Steeve laisse tomber ; il ne va pas se mettre à courir après des pourquoi,
des comment. Il a fait fausse route, rien ne sert de tergiverser. S’il doit en
tirer un enseignement, celui-ci s’imposera à lui ; ça fera sens. Il est
doué, il sait transiter, il pratique la grande cabriole, il en est presque
arrivé au transit intégral. Il slide comme on se brosse les dents. Il est si
doué qu’il arrive, clou du clou, à passer au travers de son talent et à
refermer la porte.
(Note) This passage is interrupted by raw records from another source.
use std::collections::{HashMap, HashSet};

use anyhow::Result;
use async_trait::async_trait;
use serde::{Deserialize, Serialize};
use tokio::sync::RwLock;
use uuid::Uuid;

use crate::models::contribution::ContributionDay;
use crate::models::reminder::ReminderSpec;
use crate::models::repo::RepoNote;
use crate::models::streak::StreakState;
use crate::models::user::{NotificationPrefs, PushSubscription, UserRecord};
use crate::utils::validators::{validate_reminder_time, validate_timezone};

/// Per-user persistence the core depends on.
///
/// Implementations provide reads and writes keyed by user id with
/// last-write-wins semantics; nothing here assumes a physical storage
/// format. Updates are keyed per user, so no cross-user locking exists.
#[async_trait]
pub trait Store: Send + Sync {
    async fn list_users(&self) -> Result<Vec<UserRecord>>;
    async fn upsert_user(&self, user: UserRecord) -> Result<()>;

    async fn access_token(&self, user_id: Uuid) -> Result<Option<String>>;
    async fn put_access_token(&self, user_id: Uuid, token: String) -> Result<()>;

    async fn streak_state(&self, user_id: Uuid) -> Result<Option<StreakState>>;
    async fn put_streak_state(&self, user_id: Uuid, state: StreakState) -> Result<()>;

    async fn reminders(&self, user_id: Uuid) -> Result<Vec<ReminderSpec>>;
    async fn put_reminders(&self, user_id: Uuid, reminders: Vec<ReminderSpec>) -> Result<()>;

    async fn notification_prefs(&self, user_id: Uuid) -> Result<NotificationPrefs>;
    async fn put_notification_prefs(&self, user_id: Uuid, prefs: NotificationPrefs) -> Result<()>;

    async fn excluded_repos(&self, user_id: Uuid) -> Result<HashSet<String>>;
    async fn put_excluded_repos(&self, user_id: Uuid, excluded: HashSet<String>) -> Result<()>;

    async fn repo_notes(&self, user_id: Uuid) -> Result<HashMap<String, RepoNote>>;
    async fn put_repo_notes(&self, user_id: Uuid, notes: HashMap<String, RepoNote>) -> Result<()>;

    async fn push_subscription(&self, user_id: Uuid) -> Result<Option<PushSubscription>>;
    async fn put_push_subscription(&self, user_id: Uuid, sub: PushSubscription) -> Result<()>;
    async fn remove_push_subscription(&self, user_id: Uuid) -> Result<()>;

    async fn cached_contributions(&self, user_id: Uuid) -> Result<Option<Vec<ContributionDay>>>;
    async fn put_cached_contributions(
        &self,
        user_id: Uuid,
        days: Vec<ContributionDay>,
    ) -> Result<()>;
}

/// Everything one user carries, as seeded from the state file.
#[derive(Clone, Debug, Serialize, Deserialize)]
pub struct SeedUser {
    pub user: UserRecord,
    #[serde(default)]
    pub access_token: Option<String>,
    #[serde(default)]
    pub reminders: Vec<ReminderSpec>,
    #[serde(default)]
    pub prefs: NotificationPrefs,
    #[serde(default)]
    pub excluded_repos: HashSet<String>,
    #[serde(default)]
    pub repo_notes: HashMap<String, RepoNote>,
    #[serde(default)]
    pub push_subscription: Option<PushSubscription>,
    #[serde(default)]
    pub streak: Option<StreakState>,
}

/// Serialized form of the whole store, used to seed a fresh process.
#[derive(Clone, Debug, Default, Serialize, Deserialize)]
pub struct StoreSnapshot {
    #[serde(default)]
    pub users: Vec<SeedUser>,
}

#[derive(Default)]
struct Inner {
    users: HashMap<Uuid, UserRecord>,
    tokens: HashMap<Uuid, String>,
    streaks: HashMap<Uuid, StreakState>,
    reminders: HashMap<Uuid, Vec<ReminderSpec>>,
    prefs: HashMap<Uuid, NotificationPrefs>,
    excluded: HashMap<Uuid, HashSet<String>>,
    notes: HashMap<Uuid, HashMap<String, RepoNote>>,
    push_subs: HashMap<Uuid, PushSubscription>,
    cached_contributions: HashMap<Uuid, Vec<ContributionDay>>,
}

/// In-process store. A SQL-backed store would implement the same trait; the
/// scheduler and services never see the difference.
#[derive(Default)]
pub struct MemoryStore {
    inner: RwLock<Inner>,
}

impl MemoryStore {
    pub fn new() -> Self {
        Self::default()
    }

    pub fn from_snapshot(snapshot: StoreSnapshot) -> Self {
        let mut inner = Inner::default();

        for seed in snapshot.users {
            let user_id = seed.user.id;
            inner.users.insert(user_id, seed.user);
            if let Some(token) = seed.access_token {
                inner.tokens.insert(user_id, token);
            }
            inner.reminders.insert(user_id, seed.reminders);
            inner.prefs.insert(user_id, seed.prefs);
            inner.excluded.insert(user_id, seed.excluded_repos);
            inner.notes.insert(user_id, seed.repo_notes);
            if let Some(sub) = seed.push_subscription {
                inner.push_subs.insert(user_id, sub);
            }
            if let Some(streak) = seed.streak {
                inner.streaks.insert(user_id, streak);
            }
        }

        Self {
            inner: RwLock::new(inner),
        }
    }
}

#[async_trait]
impl Store for MemoryStore {
    async fn list_users(&self) -> Result<Vec<UserRecord>> {
        let inner = self.inner.read().await;
        let mut users: Vec<UserRecord> = inner.users.values().cloned().collect();
        users.sort_by(|a, b| a.github_username.cmp(&b.github_username));
        Ok(users)
    }

    async fn upsert_user(&self, user: UserRecord) -> Result<()> {
        self.inner.write().await.users.insert(user.id, user);
        Ok(())
    }

    async fn access_token(&self, user_id: Uuid) -> Result<Option<String>> {
        Ok(self.inner.read().await.tokens.get(&user_id).cloned())
    }

    async fn put_access_token(&self, user_id: Uuid, token: String) -> Result<()> {
        self.inner.write().await.tokens.insert(user_id, token);
        Ok(())
    }

    async fn streak_state(&self, user_id: Uuid) -> Result<Option<StreakState>> {
        Ok(self.inner.read().await.streaks.get(&user_id).cloned())
    }

    async fn put_streak_state(&self, user_id: Uuid, state: StreakState) -> Result<()> {
        self.inner.write().await.streaks.insert(user_id, state);
        Ok(())
    }

    async fn reminders(&self, user_id: Uuid) -> Result<Vec<ReminderSpec>> {
        Ok(self
            .inner
            .read()
            .await
            .reminders
            .get(&user_id)
            .cloned()
            .unwrap_or_default())
    }

    async fn put_reminders(&self, user_id: Uuid, reminders: Vec<ReminderSpec>) -> Result<()> {
        for reminder in &reminders {
            validate_reminder_time(&reminder.time)?;
            validate_timezone(&reminder.timezone)?;
        }
        self.inner.write().await.reminders.insert(user_id, reminders);
        Ok(())
    }

    async fn notification_prefs(&self, user_id: Uuid) -> Result<NotificationPrefs> {
        Ok(self
            .inner
            .read()
            .await
            .prefs
            .get(&user_id)
            .cloned()
            .unwrap_or_default())
    }

    async fn put_notification_prefs(&self, user_id: Uuid, prefs: NotificationPrefs) -> Result<()> {
        self.inner.write().await.prefs.insert(user_id, prefs);
        Ok(())
    }

    async fn excluded_repos(&self, user_id: Uuid) -> Result<HashSet<String>> {
        Ok(self
            .inner
            .read()
            .await
            .excluded
            .get(&user_id)
            .cloned()
            .unwrap_or_default())
    }

    async fn put_excluded_repos(&self, user_id: Uuid, excluded: HashSet<String>) -> Result<()> {
        self.inner.write().await.excluded.insert(user_id, excluded);
        Ok(())
    }

    async fn repo_notes(&self, user_id: Uuid) -> Result<HashMap<String, RepoNote>> {
        Ok(self
            .inner
            .read()
            .await
            .notes
            .get(&user_id)
            .cloned()
            .unwrap_or_default())
    }

    async fn put_repo_notes(&self, user_id: Uuid, notes: HashMap<String, RepoNote>) -> Result<()> {
        self.inner.write().await.notes.insert(user_id, notes);
        Ok(())
    }

    async fn push_subscription(&self, user_id: Uuid) -> Result<Option<PushSubscription>> {
        Ok(self.inner.read().await.push_subs.get(&user_id).cloned())
    }

    async fn put_push_subscription(&self, user_id: Uuid, sub: PushSubscription) -> Result<()> {
        self.inner.write().await.push_subs.insert(user_id, sub);
        Ok(())
    }

    async fn remove_push_subscription(&self, user_id: Uuid) -> Result<()> {
        self.inner.write().await.push_subs.remove(&user_id);
        Ok(())
    }

    async fn cached_contributions(&self, user_id: Uuid) -> Result<Option<Vec<ContributionDay>>> {
        Ok(self
            .inner
            .read()
            .await
            .cached_contributions
            .get(&user_id)
            .cloned())
    }

    async fn put_cached_contributions(
        &self,
        user_id: Uuid,
        days: Vec<ContributionDay>,
    ) -> Result<()> {
        self.inner
            .write()
            .await
            .cached_contributions
            .insert(user_id, days);
        Ok(())
    }
}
Ce soir, il est un homme sans autre qualité, un type à
l’approche de la cinquantaine, quelques restes qu’il porte pas mal, une sorte
d’Ulysse de lui-même retrouvant enfin la Pénélope qui tisse patiemment en lui.
Il va rentrer dans son austère chambre d’hôtel, il sait qu’il trouvera un mot
de Friedhelm, des instructions, des nouvelles ou une boîte de chocolats, à
moins que les nouvelles ne soient dans le chocolat. Steeve se couchera
et dormira pour lui, peut-être visitera-t-il d’autres réalités, d’autres
récits, aussi probables, aussi certains que n’importe quel possible.